MGM Resorts Upgrades to Integrated Customer Data
MGM Resorts International's Excalibur hosts a rowdy dinner show featuring jousting knights on costumed steeds, Mandalay Bay is billed as an aquatic playground, and the Bellagio's grounds are studded with massive fountains.
Up until recently, the firm's data-management systems associated with each of its Las Vegas hotels and casinos were as distinct as its portfolio of properties dotting the strip. Compounding the data sprawl was the fact that different types of data were stored separately -- a restaurant purchase showed up in the food and beverage system, an apparel purchase in the retail database, a concert-ticket purchase in yet another database. Even websites associated with each property employed different terminology making it difficult to standardize and integrate the information.
At the end of 2013, the company embarked on a project with the help of SapientNitro and Adobe that would corral the once-disparate customer data and digital content assets housed across a variety of databases and technologies under a single platform. Ultimately, that data overhaul would help MGM have a more holistic view of customers, better target offers while guests are still visiting, optimize the information seen by customers viewing resort sites on desktop and mobile, and customer service representatives more information about customer preferences.
In fact, its current promotions for Guns 'n' Roses tickets and resort packages allowing customers to choose from a variety of offers would not have been possible were the system not integrated.
It took what Senior VP-Digital Officer John Bollen called an "a-ha moment" to get there. At an all-hands-on-deck meeting with digital strategy teams from all of MGM's properties, execs spent a lot of time discussing their individual brands. Then they realized what they should be asking is not what they want for their singular brands but what the guest wants, said Mr. Bollen.
MGM Resorts International brought in SapientNitro to assess the needs of guests, map out customer journeys and determine the best tools to improve ROI in three areas: hotels, entertainment and dining. Part of that process entailed determining the value of what MGM refers to as "the golden record," essentially the master record showing how much a guest spends with the company.
The casino owner chose Adobe's Marketing Cloud to operate its upgraded digital asset and content management, multi-channel content delivery, campaign management, performance analytics and guest data management. Today, the data flowing through the marketing cloud platform is integrated with MGM's M life loyalty program and its proprietary guest services engine.
MGM uses the Adobe platform to surface information that makes sense based on a customers' history and location and other criteria, ranking content based on guest interests, time and location and device type. If someone is searching the Bellagio mobile site while in Vegas, said Mr. Bollen, the company promotes events and dining. "We don't really need to sell you a room anymore -- you have that."

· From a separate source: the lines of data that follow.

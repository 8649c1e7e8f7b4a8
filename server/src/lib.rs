//! # Game Server Library
//!
//! Authoritative session server for the terminal multiplayer game. Each
//! player holds one TCP connection; the server owns every player's position,
//! applies their key presses and fans the resulting positions out to all
//! connected players.
//!
//! ## Architecture Design
//!
//! ### Thread per Connection
//! The accept loop runs on one thread and spawns a handler thread for every
//! accepted connection. Reads and writes are plain blocking socket calls;
//! there is no async runtime inside the server core.
//!
//! ### Shared Registry
//! The [`registry::Registry`] is the only mutable state shared between
//! handlers. A single mutex serialises registration, removal and every
//! broadcast, so all players observe a given player's moves in the order
//! they were made.
//!
//! ### Deterministic Shutdown
//! Shutdown clears the run flag, closes the read side of every live
//! connection to wake blocked handlers, joins all of them and only then
//! releases the listener. No thread is ever killed while it holds the
//! registry lock.
//!
//! ## Module Organization
//!
//! - `config`: listener address, polling interval and protocol policy
//! - `session`: one player's connection and position
//! - `registry`: the set of live sessions and message fan-out
//! - `handler`: the per-connection receive loop
//! - `shutdown`: run flag and teardown
//! - `network`: listener and accept loop
//!
//! ## Usage Example
//!
//! ```rust,no_run
//! use server::config::ServerConfig;
//! use server::network::Server;
//!
//! fn main() -> Result<(), Box<dyn std::error::Error>> {
//!     let server = Server::bind(ServerConfig::new("127.0.0.1", 8080))?;
//!     let shutdown = server.shutdown_handle();
//!
//!     let runner = std::thread::spawn(move || server.run());
//!
//!     // ... later, from a signal handler or another thread:
//!     shutdown.trigger();
//!     let report = runner.join().expect("accept loop panicked");
//!     println!("joined {} handlers", report.handlers_joined);
//!     Ok(())
//! }
//! ```

pub mod config;
pub mod handler;
pub mod network;
pub mod registry;
pub mod session;
pub mod shutdown;
//! Client-side mirror of every player's last known position

use log::warn;
use serde::Serialize;
use shared::{Message, Position};
use std::collections::HashMap;

/// A change to the peer map, suitable for a renderer.
#[derive(Debug, Clone, Copy, PartialEq, Eq, Serialize)]
#[serde(tag = "event", rename_all = "snake_case")]
pub enum PeerEvent {
    Joined {
        player_id: u32,
        position: Position,
        is_self: bool,
    },
    Moved {
        player_id: u32,
        position: Position,
        is_self: bool,
    },
    Left {
        player_id: u32,
    },
}

#[derive(Debug, Clone, Default)]
pub struct PeerMap {
    players: HashMap<u32, Position>,
    self_id: Option<u32>,
}

impl PeerMap {
    pub fn new() -> Self {
        Self::default()
    }

    /// Folds one server message into the map.
    ///
    /// The server always sends a new player its own position first, so the
    /// id in the first update is recorded as this client's id.
    pub fn apply(&mut self, message: Message) -> Option<PeerEvent> {
        match message {
            Message::PositionUpdate { player_id, x, y } => {
                let self_id = *self.self_id.get_or_insert(player_id);
                let is_self = self_id == player_id;
                let position = Position::new(x, y);

                let event = if self.players.insert(player_id, position).is_some() {
                    PeerEvent::Moved {
                        player_id,
                        position,
                        is_self,
                    }
                } else {
                    PeerEvent::Joined {
                        player_id,
                        position,
                        is_self,
                    }
                };
                Some(event)
            }
            Message::Disconnect { player_id } => self
                .players
                .remove(&player_id)
                .map(|_| PeerEvent::Left { player_id }),
            Message::KeyPress { key_code } => {
                warn!("Server sent unexpected key press {}", key_code);
                None
            }
        }
    }

    pub fn self_id(&self) -> Option<u32> {
        self.self_id
    }

    pub fn own_position(&self) -> Option<Position> {
        self.self_id.and_then(|id| self.get(id))
    }

    pub fn get(&self, player_id: u32) -> Option<Position> {
        self.players.get(&player_id).copied()
    }

    pub fn contains(&self, player_id: u32) -> bool {
        self.players.contains_key(&player_id)
    }

    /// All known players ordered by id.
    pub fn players(&self) -> Vec<(u32, Position)> {
        let mut players: Vec<_> = self.players.iter().map(|(id, p)| (*id, *p)).collect();
        players.sort_unstable_by_key(|(id, _)| *id);
        players
    }

    pub fn len(&self) -> usize {
        self.players.len()
    }

    pub fn is_empty(&self) -> bool {
        self.players.is_empty()
    }
}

Historically, MGM viewed its guests and their golden records in relation to their use of lodging or casino gaming services, while in reality some valuable customers may never stay at a property or wager on a casino game, and instead just shop or dine. But because the firm owns more than 20 resorts worldwide and several on the Vegas strip, it was a good bet that even those not playing blackjack or staying in their hotels would end up spending money at an MGM property, said Julie Hoffmann, executive director of digital and consumer experience at MGM Resorts International. "We know they're going to visit," she said.
Putting the upgraded system to work most recently, MGM has aimed offers for sold out Guns 'n' Roses shows on April 8 and 9 in Vegas to its M life loyalty program members as well as non-gaming customers who had previously purchased entertainment tickets to things like UFC fights. The promotion lets people choose from a variety of offers packaging tickets and lodging at an array of resorts such as the Mirage, MGM Grand or Monte Carlo.
"We used to be myopic about whether you're gaming here or staying here," said Mr. Bollen. "You don't want to send a gaming customer to a hotel offer; you want to send a gaming customer to a tournament," he said.
To get to that golden record metric, MGM evaluated spending in its property management, food and beverage, entertainment and gaming system data stored with its data storage firm Teradata, which helped extract the data and merge it by matching email addresses or other pieces of information. Before, that information was evaluated and used to target future offers only after a guest had gone home.
"That process of extracting, it really showed us the importance of loyalty and it really started to change the way [we identified a guest as] a loyalty member," said Mr. Bollen. Now because the data is integrated, M life members can be rewarded based on non-gaming related purchases that were not tied to their profile before.
"Before we had this organized we were looking at that data about your last stay…that was all data in the rear view mirror," said Mr. Bollen.